Dmytro Basan: My journey into engineering leadership began with a curiosity about how data drives growth. At a hospitality group for digital nomads, I led the creation of a property acquisition system, using data on market trends, real estate, and guest satisfaction to identify top expansion properties. This showed me how data turns challenges into clear actions. At a SaaS company, I led analytics efforts to transform service data into insights. By analyzing user behavior and usage trends, we improved products, enhanced experiences, and optimized billing. This taught me an important lesson –
“When data is applied with purpose, it becomes a powerful tool for identifying opportunities to optimize both product outcomes and business strategies.

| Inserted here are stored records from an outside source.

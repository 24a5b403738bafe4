//! Display-time text sanitization. Stored comments keep whatever the
//! author wrote; markup is stripped only when text is rendered.

/// Strip HTML tags from user-supplied text, keeping the text content.
/// Unterminated tags are dropped through end of input.
pub fn sanitize_text(dirty: &str) -> String {
    let mut clean = String::with_capacity(dirty.len());
    let mut in_tag = false;
    for c in dirty.chars() {
        match c {
            '<' => in_tag = true,
            '>' if in_tag => in_tag = false,
            _ if !in_tag => clean.push(c),
            _ => {}
        }
    }
    clean
}

#[cfg(test)]
mod tests {
    use super::*;

    #[test]
    fn strips_simple_tags() {
        assert_eq!(sanitize_text("<b>great</b> movie"), "great movie");
        assert_eq!(
            sanitize_text("<a href=\"http://x\">link</a>"),
            "link"
        );
    }

    #[test]
    fn plain_text_passes_through() {
        assert_eq!(sanitize_text("just a plain comment"), "just a plain comment");
        assert_eq!(sanitize_text(""), "");
    }

    #[test]
    fn unterminated_tag_is_dropped() {
        assert_eq!(sanitize_text("before <img src=x"), "before ");
    }

    #[test]
    fn nested_markup_keeps_inner_text() {
        assert_eq!(
            sanitize_text("<div><p>two <em>layers</em></p></div>"),
            "two layers"
        );
    }
}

As an Engineering Manager at Klarna, I collaborate with over 100 stakeholders to align priorities and deliver customer-focused solutions using data-driven frameworks. Feedback, analytics, and benchmarks guide me in solving user challenges and driving growth.
As the founder of DrillUp, I help engineers build meaningful careers by tailoring growth paths to their skills, goals, and circumstances, emphasizing technical and interpersonal development.
My leadership philosophy centers on trust, empathy, and transparency. By fostering open communication and a people-first culture, I guide teams to create impactful, data-driven solutions that meet business and customer needs.
Hyperight: At the upcoming Data Innovation Summit 2025, you will present on building scalable systems for actionable intelligence. What can the delegates expect from your presentation?
Dmytro Basan: With years of experience as an engineering leader, I’ll share strategies for turning datasets into real-world outcomes. Key takeaways:
- Real-world success stories. Explore how industries like hospitality and SaaS use data to drive actions, optimize resources, and enhance user experiences with AI-powered systems.
- Overcome data transformation challenges. Learn solutions for tackling big data complexities – integrating diverse sources, breaking down silos, and advancing from basic analysis to predictive and prescriptive insights.
- Build scalable frameworks. Discover the architectures and tools needed to support high-demand systems, handling 10,000+ requests per second without sacrificing performance.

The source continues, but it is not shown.